Author: Jarod Bona
I suspect that Antitrust DOJ head Makan Delrahim and I have had a similar reading list lately. And I am not even referring to any sort of antitrust books, like, for example, Steve Cernak’s book on Antitrust in Distribution and Franchising.
Let me explain.
I read, with great interest, a speech that Assistant Attorney General Makan Delraihim delivered on August 27, 2020 to the Conference on Innovation Economics in Evanston, Illinois (well, virtually).
His two topics were blockchain and Nassim Taleb’s concept of antifragility.
As a consistent reader of this blog, I trust that you already know that I am a big fan of Nassim Taleb and, particularly, his book, Antifragile: Things that Gain from Disorder. Indeed, a re-reading of Antifragile inspired an earlier article about Iatrogenics. If you haven’t read Antifragile, you should, right away.
My interest in blockchain, Bitcoin, and other cryptocurrency systems like Ethereum is relatively recent. But—like many before me—a little bit of knowledge has created an insatiable appetite for more. I am making my way down the rabbit hole, as they say.
Let’s dig in and talk about what the Department of Justice thinks about both antifragility and blockchain.
What does the term “antifragile” mean?
You might think that robust is the opposite of fragile. But those of us that have read Taleb know that isn’t true. Something that is fragile is likely to break or weaken from stress, shocks, or variability. If something is robust, it will resist this stress, shock, or variance.
But what you really want during times of stress (or, really, just over time), is antifragility. If you are antifragile, you improve from stress, shocks, and variance, which are inevitable, especially as time passes.
The human body is, in some ways, antifragile. Lifting weights, for example, creates a stressor on the muscles and surrounding tissues, which cause, ultimately, an increase in strength. So make sure you get your deadlifts in this week.
Antifragile is the opposite of fragile and it is better than robustness.
Earnest Hemingway understood antifragility when he said in A Farewell to Arms that “the world breaks everyone and afterward many are strong at the broken places.” The next line is just as important for reasons you will understand if you read Antifragile: “But those that will not break it kills.”
So, what does antifragility have to do with the Department of Justice and antitrust?
Assistant Attorney General Makan, in his speech, emphasized that “the Antitrust Division has made protecting competition in order to advance innovation in the private sector one of our top priorities,” and that the Division wants to “ensure that antitrust law protects competition without standing as an impediment to rapid innovation.”
He then introduced the concept of antifragility and acknowledged that the pandemic can certainly be described as a “shock” producing a “wide array of trauma.” But with that harm comes an opportunity—“if we rise to the challenge of being antifragile, there is also an opportunity for tremendous growth.” More specifically, “[c]ritical innovations and technological developments often result from the kind of extraordinary experimentation the pandemic has made necessary. We have the opportunity to embrace antifragility, to delve into the experimentation and trial and error that drive growth, and to make ourselves better.”

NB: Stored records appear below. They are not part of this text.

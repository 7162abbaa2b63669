use std::fmt;

#[derive(Debug, Clone, Copy, PartialEq, Eq)]
pub enum NoticeLevel {
    Info,
    Success,
    Warning,
    Danger,
}

impl fmt::Display for NoticeLevel {
    fn fmt(&self, f: &mut fmt::Formatter<'_>) -> fmt::Result {
        let label = match self {
            NoticeLevel::Info => "info",
            NoticeLevel::Success => "success",
            NoticeLevel::Warning => "warning",
            NoticeLevel::Danger => "error",
        };
        f.write_str(label)
    }
}

/// Transient user-facing message sink.
pub trait Notifier: Send + Sync {
    fn notify(&self, level: NoticeLevel, message: &str);
}

/// Prints notices to stderr so they never mix with rendered output on stdout.
pub struct ConsoleNotifier {
    color: bool,
}

impl ConsoleNotifier {
    pub fn new(color: bool) -> Self {
        Self { color }
    }
}

impl Notifier for ConsoleNotifier {
    fn notify(&self, level: NoticeLevel, message: &str) {
        tracing::debug!(%level, "{}", message);

        let (symbol, ansi) = match level {
            NoticeLevel::Info => ("i", "36"),
            NoticeLevel::Success => ("✓", "32"),
            NoticeLevel::Warning => ("!", "33"),
            NoticeLevel::Danger => ("✗", "31"),
        };

        if self.color {
            eprintln!("\x1b[{}m{}\x1b[0m {}", ansi, symbol, message);
        } else {
            eprintln!("{} {}", symbol, message);
        }
    }
}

According to AAG Makan, “[o]ur goal at the Antitrust Division is to extend the spirit of innovation beyond our latest efforts to combat the pandemic and protect competition—ultimately, to become antifragile.”
The market system—competition—is, of course, an antifragile system because it improves with variance over time, including shocks and stresses. As problems arise, the market provides solutions. As new preferences arise, the system meets those preferences. As demands for certain products or services decrease, resources move away from those areas. Indeed, the “heart of our national economy has long been faith in the value of competition.” And the purpose of the antitrust laws is to protect that competition.
I am pleased to read the DOJ Antitrust leader expressly affirm those values and I have no doubt that he believes them—you can’t read and quote Taleb and not be affected.
But let’s remember that large central government is not typically the friend of antifragility. Indeed, government interference is more likely to distort incentives and the market’s ability to adjust to stressors. It can also lock-up parts of the system and increase fragility.
When a knocking on your door is followed by a shout of “I am from the government and I am here to help,” your heart should feel fear not relief.
I view the antitrust laws, if applied with restraint, as similar to contract, property, and tort laws. They provide the rules of the game that allow the market to prosper. Failure to apply any of them uniformly or fairly harms the beneficial potential of markets and competition. But over-applying them does the same. Like much of life, sometimes the answer is complicated and doesn’t fit into a single tweet.
Government enforcers can, however, stay on the right track if they have in their mind the rule that doctors often forget: “First, do no harm.” Antitrust enforcement, like medical intervention, can be iatrogenic.
Blockchain, Bitcoin, and Cryptocurrency
The DOJ Antitrust Division’s attorneys have formally educated themselves on blockchain and other technologies. And, like me, once they started learning about it, they probably realized what a big deal it truly is.
My worry, frankly, is that the government is going to somehow screw it up.